Ofcom are due to accelerate the auction of 800MHz and 2.6GHz, to enable other operators to launch their own 4G networks sooner rather than later and have announced that this spectrum will now be cleared and ready for 4G mobile services across much of the UK five months earlier than previously planned – from Spring 2013. The regulator said that this has only become possible in the past few months as a result of the significant progress that has been made to date with the digital switchover and the clearance programme itself, which has been running ahead of schedule. The UK’s switchover from analogue to digital terrestrial television completed last week with the last broadcast having been transmitted in Northern. Sadly this also concludes the demise of Ceefax. The shutdown marks the end of 70 years of analogue broadcasting since the first transmission was made on 2 November 1936.
Over the past five years, the UK has gradually been switching off its five national analogue TV channels, region by region, and replacing them with over 70 digital channels. The process has been run by Digital UK, broadcasters and transmission company Arqiva. The switchover to digital TV has freed up much needed capacity in the 800MHz spectrum band, which will be used for the delivery of 4G mobile services.
However research indicates that company IT spends could remain flat for another 12 months but that money may be reprioritised to mobile communications and cloud services. Andrew Horne, managing director for the Corporate Executive Board, said that at the moment over two thirds of IT budgets in 2013 were already allocated to maintenance and regulatory compliance, which he described as “essentially ‘keeping the lights on”, before a single new project could be started. He said this meant that the ability of companies to be innovative and set themselves apart from their competitors “would be challenging.”
When it comes to broadband, the government has carved up a £114m pot between 10 cities to provide 100Mbps access to businesses and consumers. However it doesn’t look like this will help it hit its own target of delivering superfast broadband to 90 per cent of business premises by 2015. Neither Oxford nor Cambridge will be covered in the initial roll out a it is targeted at cities by population.
EE Chief executive Olaf Swantee said the company's tariffs, could range from £36 for 500MB of data to £56 for 8GB, were about 10-20 per cent more than for equivalent 3G plans. He said it was a small premium to pay for up to five times faster connections.
The UK's major mobile operators have formed an alliance to limit the impact of 4G services on digital television reception. EE, O2, Vodafone and Three have created a company called Digital Mobile Spectrum Limited, which will be responsible for ensuring that consumers continue to receive clear Freeview TV signals following the roll out of 4G mobile services in the 800MHz spectrum band from the Spring of next year.

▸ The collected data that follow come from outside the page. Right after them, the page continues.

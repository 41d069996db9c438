use clap::{Parser, Subcommand, ValueEnum};
use std::path::PathBuf;
use tracing::{error, info};

use warden::{assess, build_engine, ComplianceFramework, WardenConfig, WardenError};
use warden_core::{ResourceId, SubjectId};
use warden_policy::{AccessAction, PolicyStore};

/// Warden: zero-trust continuous verification and access decisions.
#[derive(Parser, Debug)]
#[command(name = "warden", version, about, long_about = None)]
struct Cli {
    /// Path to config file
    #[arg(short, long, global = true)]
    config: Option<PathBuf>,

    /// Enable verbose logging
    #[arg(short, long, global = true)]
    verbose: bool,

    #[command(subcommand)]
    command: Commands,
}

#[derive(Debug, Clone, Copy, ValueEnum)]
enum CliAction {
    Read,
    Write,
    Execute,
    Admin,
}

impl From<CliAction> for AccessAction {
    fn from(action: CliAction) -> Self {
        match action {
            CliAction::Read => AccessAction::Read,
            CliAction::Write => AccessAction::Write,
            CliAction::Execute => AccessAction::Execute,
            CliAction::Admin => AccessAction::Admin,
        }
    }
}

#[derive(Subcommand, Debug)]
enum Commands {
    /// Run the engine with the background re-verification monitor
    Serve,

    /// Make a one-shot access decision for a subject
    Check {
        /// Subject id to verify
        #[arg(long)]
        subject: String,

        /// Resource the subject wants to access
        #[arg(long)]
        resource: String,

        /// Requested action
        #[arg(long, value_enum, default_value = "read")]
        action: CliAction,
    },

    /// Validate a policy rule file
    Rules {
        /// JSON rule file to validate
        file: PathBuf,
    },

    /// Produce a compliance coverage report
    Compliance {
        /// JSON file of compliance frameworks
        frameworks: PathBuf,
    },
}

fn init_tracing(verbose: bool) {
    use tracing_subscriber::EnvFilter;

    let filter = if verbose {
        EnvFilter::new("warden=debug,warden_verify=debug,warden_policy=debug")
    } else {
        EnvFilter::try_from_default_env().unwrap_or_else(|_| EnvFilter::new("warden=info"))
    };

    tracing_subscriber::fmt()
        .with_env_filter(filter)
        .with_target(false)
        .init();
}

fn load_config(path: Option<&PathBuf>) -> Result<WardenConfig, WardenError> {
    match path {
        Some(p) => WardenConfig::load(p),
        None => {
            let default_path = WardenConfig::default_config_path();
            WardenConfig::load(&default_path)
        }
    }
}

#[tokio::main]
async fn main() {
    let cli = Cli::parse();
    init_tracing(cli.verbose);

    let result = run(cli).await;
    if let Err(e) = result {
        error!("{}", e);
        std::process::exit(1);
    }
}

async fn run(cli: Cli) -> Result<(), WardenError> {
    match cli.command {
        Commands::Serve => cmd_serve(cli.config.as_ref()).await,
        Commands::Check {
            subject,
            resource,
            action,
        } => cmd_check(cli.config.as_ref(), &subject, &resource, action.into()).await,
        Commands::Rules { file } => cmd_rules(&file),
        Commands::Compliance { frameworks } => cmd_compliance(cli.config.as_ref(), &frameworks),
    }
}

async fn cmd_serve(config_path: Option<&PathBuf>) -> Result<(), WardenError> {
    let config = load_config(config_path)?;
    let engine = build_engine(&config)?;

    let monitor = engine.spawn_monitor(config.monitor_config());
    info!(
        workers = config.scheduler.workers,
        tick_secs = config.scheduler.tick_secs,
        "warden engine running; press Ctrl-C to stop"
    );

    tokio::signal::ctrl_c().await?;
    info!("shutting down");
    monitor.shutdown().await;

    let snapshot = engine.metrics_snapshot();
    info!(
        subjects = snapshot.system.subjects,
        verifications = snapshot.system.total_verifications,
        cache_hits = snapshot.system.cache_hits,
        "final metrics"
    );
    Ok(())
}

async fn cmd_check(
    config_path: Option<&PathBuf>,
    subject: &str,
    resource: &str,
    action: AccessAction,
) -> Result<(), WardenError> {
    let config = load_config(config_path)?;
    let engine = build_engine(&config)?;

    let subject_id = SubjectId::new(subject);
    engine.register_subject(subject_id.clone());

    let decision = engine
        .authorize(&subject_id, ResourceId::new(resource), action)
        .await?;

    println!("{}", serde_json::to_string_pretty(&decision)?);
    println!();
    println!(
        "decision: {}  (risk {} / {}, success: {})",
        decision.decision,
        decision.risk_score,
        decision.risk_score.level(),
        decision.success
    );
    Ok(())
}

fn cmd_rules(file: &PathBuf) -> Result<(), WardenError> {
    let raw = std::fs::read(file)?;
    let store = PolicyStore::new();
    match store.load_json(&raw) {
        Ok(count) => {
            println!("{} rules validated successfully.", count);
            Ok(())
        }
        Err(e) => {
            eprintln!("rule validation failed:");
            eprintln!("  {}", e);
            std::process::exit(1);
        }
    }
}

fn cmd_compliance(
    config_path: Option<&PathBuf>,
    frameworks_path: &PathBuf,
) -> Result<(), WardenError> {
    let config = load_config(config_path)?;
    let engine = build_engine(&config)?;

    let raw = std::fs::read(frameworks_path)?;
    let frameworks: Vec<ComplianceFramework> = serde_json::from_slice(&raw)?;

    let report = assess(&frameworks, engine.evaluator().store());
    println!("{}", serde_json::to_string_pretty(&report)?);
    println!();
    println!("overall compliance score: {:.1}%", report.overall_score);
    Ok(())
}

A possible delay could be the governments concern over security if Huawei’s relationship with BT is investigated by the parliamentary intelligence and security committee, according to its chairman, Sir Malcolm Rifkind. An investigation would make the UK the latest country to question the security of Huawei’s equipment and the company’s links to the Chinese military and could potentially delay the rollout of fibre and 4G services in this country. It would also embarrass the government and Prime Minister David Cameron, who met with Huawei CEO Ren Zhengfei at Downing Street last month, pledging to invest £1.3 billion in the UK over the next five years.